The median cubital vein was punctured aseptically to obtain blood samples. To remove cells and debris, tubes containing EDTA were centrifuged at 3000× g for 10 min at 20 °C and stored as plasma and erythrocyte aliquots at –80 °C. According to previously published methods, oxidative stress biomarkers were assessed by measuring plasma levels of lipid peroxidation products (thiobarbituric acid reactive substances (TBARS)) [34], enzymatic antioxidants (erythrocyte activity levels of the enzymes catalase (CAT) [35] and superoxide dismutase (SOD) [36]) and non-enzymatic antioxidants (total antioxidant capacity of plasma (FRAP) [37]). The TBARS level was reported in nanomoles MDA per milligram of protein, SOD activity was reported in units (U) per milligram of protein and the CAT activity was reported in DE/min per milligram protein, where DE represents the variation in enzyme activity for 1 min. The total antioxidant capacity was reported as micrograms of FeSO4 per milligram of protein.

2.10. Dependent Variables

The following two dependent variables (muscle pain and lean body mass), representing the structural and functional aspects of the International Classification of Functioning, Disability and Health, were considered as dependent variables.

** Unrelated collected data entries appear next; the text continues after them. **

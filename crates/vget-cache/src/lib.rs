//! In-process TTL key/value cache.
//!
//! A generic cache with per-entry TTLs, constructed explicitly and passed to
//! collaborators; there is no global instance. Expiry is enforced lazily on
//! `get` (an expired entry is never returned) with physical cleanup left to
//! `purge_expired`, typically driven by [`CacheSweeper`].
//!
//! Key derivation is the caller's concern; this crate knows nothing about
//! domain semantics.

use std::collections::HashMap;
use std::sync::Arc;
use std::time::Duration;

use tokio::sync::{watch, RwLock};
use tokio::time::Instant;
use tracing::{debug, info};

/// Upper bound on entries, guarding against unbounded key cardinality.
const MAX_ENTRIES: usize = 100_000;

struct Entry<V> {
    value: V,
    inserted_at: Instant,
    expires_at: Instant,
}

impl<V> Entry<V> {
    fn is_expired(&self, now: Instant) -> bool {
        now >= self.expires_at
    }
}

/// Generic TTL cache. Cheap to clone; clones share storage.
pub struct TtlCache<V> {
    entries: Arc<RwLock<HashMap<String, Entry<V>>>>,
}

impl<V> Clone for TtlCache<V> {
    fn clone(&self) -> Self {
        Self {
            entries: Arc::clone(&self.entries),
        }
    }
}

impl<V: Clone + Send + Sync + 'static> Default for TtlCache<V> {
    fn default() -> Self {
        Self::new()
    }
}

impl<V: Clone + Send + Sync + 'static> TtlCache<V> {
    /// Create an empty cache.
    pub fn new() -> Self {
        Self {
            entries: Arc::new(RwLock::new(HashMap::new())),
        }
    }

    /// Look up a live entry. Expired entries behave as misses even before
    /// they are physically swept.
    pub async fn get(&self, key: &str) -> Option<V> {
        let entries = self.entries.read().await;
        let entry = entries.get(key)?;
        if entry.is_expired(Instant::now()) {
            return None;
        }
        Some(entry.value.clone())
    }

    /// Insert or atomically overwrite an entry.
    pub async fn insert(&self, key: impl Into<String>, value: V, ttl: Duration) {
        let now = Instant::now();
        let mut entries = self.entries.write().await;

        // Oldest-first eviction when full, so a hot key set keeps working.
        if entries.len() >= MAX_ENTRIES {
            if let Some(oldest) = entries
                .iter()
                .min_by_key(|(_, e)| e.inserted_at)
                .map(|(k, _)| k.clone())
            {
                entries.remove(&oldest);
            }
        }

        entries.insert(
            key.into(),
            Entry {
                value,
                inserted_at: now,
                expires_at: now + ttl,
            },
        );
    }

    /// Remove every key containing `pattern` as a substring.
    ///
    /// Administrative cache busting; not used on the request hot path.
    pub async fn invalidate(&self, pattern: &str) -> usize {
        let mut entries = self.entries.write().await;
        let before = entries.len();
        entries.retain(|k, _| !k.contains(pattern));
        let removed = before - entries.len();
        if removed > 0 {
            info!(pattern, removed, "Invalidated cache entries");
        }
        removed
    }

    /// Physically remove expired entries. Returns the number removed.
    pub async fn purge_expired(&self) -> usize {
        let now = Instant::now();
        let mut entries = self.entries.write().await;
        let before = entries.len();
        entries.retain(|_, e| !e.is_expired(now));
        before - entries.len()
    }

    /// Number of entries, including expired-but-unswept ones.
    pub async fn len(&self) -> usize {
        self.entries.read().await.len()
    }

    pub async fn is_empty(&self) -> bool {
        self.entries.read().await.is_empty()
    }
}

/// Background sweep task handle.
///
/// Started explicitly, stopped via [`CacheSweeper::shutdown`], so tests can
/// drive time deterministically instead of waiting on wall-clock timers.
pub struct CacheSweeper {
    shutdown: watch::Sender<bool>,
    handle: tokio::task::JoinHandle<()>,
}

impl CacheSweeper {
    /// Spawn a sweep loop over `cache` with the given interval.
    pub fn spawn<V: Clone + Send + Sync + 'static>(
        cache: TtlCache<V>,
        interval: Duration,
    ) -> Self {
        let (shutdown, mut rx) = watch::channel(false);
        let handle = tokio::spawn(async move {
            let mut ticker = tokio::time::interval(interval);
            ticker.set_missed_tick_behavior(tokio::time::MissedTickBehavior::Skip);
            loop {
                tokio::select! {
                    _ = ticker.tick() => {
                        let removed = cache.purge_expired().await;
                        if removed > 0 {
                            debug!(removed, "Cache sweep removed expired entries");
                        }
                    }
                    _ = rx.changed() => {
                        if *rx.borrow() {
                            break;
                        }
                    }
                }
            }
        });
        Self { shutdown, handle }
    }

    /// Stop the sweep loop and wait for it to exit.
    pub async fn shutdown(self) {
        let _ = self.shutdown.send(true);
        let _ = self.handle.await;
    }
}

2.11. Determination of Muscle Pain

A visual analogue scale (VAS) was used to assess self-reported muscle pain. The patients did this by placing a mark on a 10 cm horizontal line between the two ends, with 0 cm representing no pain and 10 cm representing the worst pain imaginable. Because every pain experience is subjective, the VAS is a subjective scale. This means that factors other than the present pain feeling, such as the current mood, previous experiences and expectations, could influence each pain assessment. Despite this, the VAS is a well-established method of pain assessment, with several advantages—it is simple, effective and widely used in both research and clinical practice. Furthermore, the VAS has been shown to be a reliable tool for assessing both experimental and chronic pain. VAS cut-off points for pain-intensity-related interference with functioning have been suggested for mild (<3.4), moderate (3.5–6.4) and severe pain-related interference (>6.5) [38].

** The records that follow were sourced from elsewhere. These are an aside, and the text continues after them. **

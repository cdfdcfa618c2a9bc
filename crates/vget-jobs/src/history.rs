//! Completion history sink.
//!
//! One-way notification after a job reaches a terminal success. The default
//! sink just logs; a deployment can plug in a durable recorder without the
//! orchestrator knowing.

use async_trait::async_trait;
use tracing::info;

use vget_models::Job;

/// Receives completed jobs for bookkeeping. Failures here never affect the
/// job itself.
#[async_trait]
pub trait HistoryRecorder: Send + Sync {
    async fn record_completed(&self, job: &Job);
}

/// Log-only recorder.
pub struct LogHistory;

#[async_trait]
impl HistoryRecorder for LogHistory {
    async fn record_completed(&self, job: &Job) {
        info!(
            job_id = %job.id,
            kind = job.kind.as_str(),
            tier = %job.tier,
            url = %job.source_url,
            "Job completed"
        );
    }
}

2.12. Determination of Lean Body Mass

Dual-energy X-ray absorptiometry: The lean body mass was determined using a densitometer (Lunar Radiation Corporation, Madison, WI, USA, model DPX) [39]. The appendicular lean body mass (ALM) was calculated as the sum of the four members’ muscle mass divided by their height squared (Baumgartner index), representing the lean body mass [40].

2.13. Statistical Analysis

GPower software version 3.1.9.2 was used to calculate the sample size. A pilot study with ten FM patients was used to assess the sample size. We calculated 47 FM patients using all dependent variables, an effect size of 0.21 (for muscle pain), eight feasible predictors, a likelihood of error of 5% and 80% power. The Statistical Package for the Social Sciences version 22.0 (SPSS Statistics; IBM, Armonk, NY, USA) and MedCalc Statistical Software version 13.1 (MedCalc Software, Ostend, Belgium) were used to conduct statistical analyses. The Kolmogorov–Smirnov test was used to verify the data distribution. Continuous variables were displayed as the mean and standard deviation (normal distribution) or the median and interquartile range (non-normal distribution), depending on the distribution.

Univariate and stepwise multivariate linear regression were used to confirm the determinants of muscle soreness and lean body mass. In each multivariate model adjusted for age, variables related with muscle pain and lean body mass in the univariate analysis (p < 0.1) were included. Four assumptions were used in the linear regression analysis: linearity, residual distribution, homoscedasticity and the absence of multicollinearity. Scatter plots were used to assess the linearity of the independent variables and residuals, and a histogram was used to look at the distribution of residuals. The scatter plot confirmed the homoscedasticity, which was defined by the evenly distributed residuals in the regression line. The variance inflation factor (VIF) values below 10.0 were used to define the absence of multicollinearity. Additionally, the autocorrelation of the variables was verified by the Durbin–Watson test and the values between 1.5 and 2.5 showed that there was no autocorrelation in the data. Statistical significance was set at 5%.

3. Results

A total of 71 patients were screened to see if they were eligible. In total, 21 failed to match the inclusion criteria and 3 declined to take part. As a result, 47 patients with FM took part in the study. Table 1 shows the demographics, anthropometrics and clinical features of the subjects.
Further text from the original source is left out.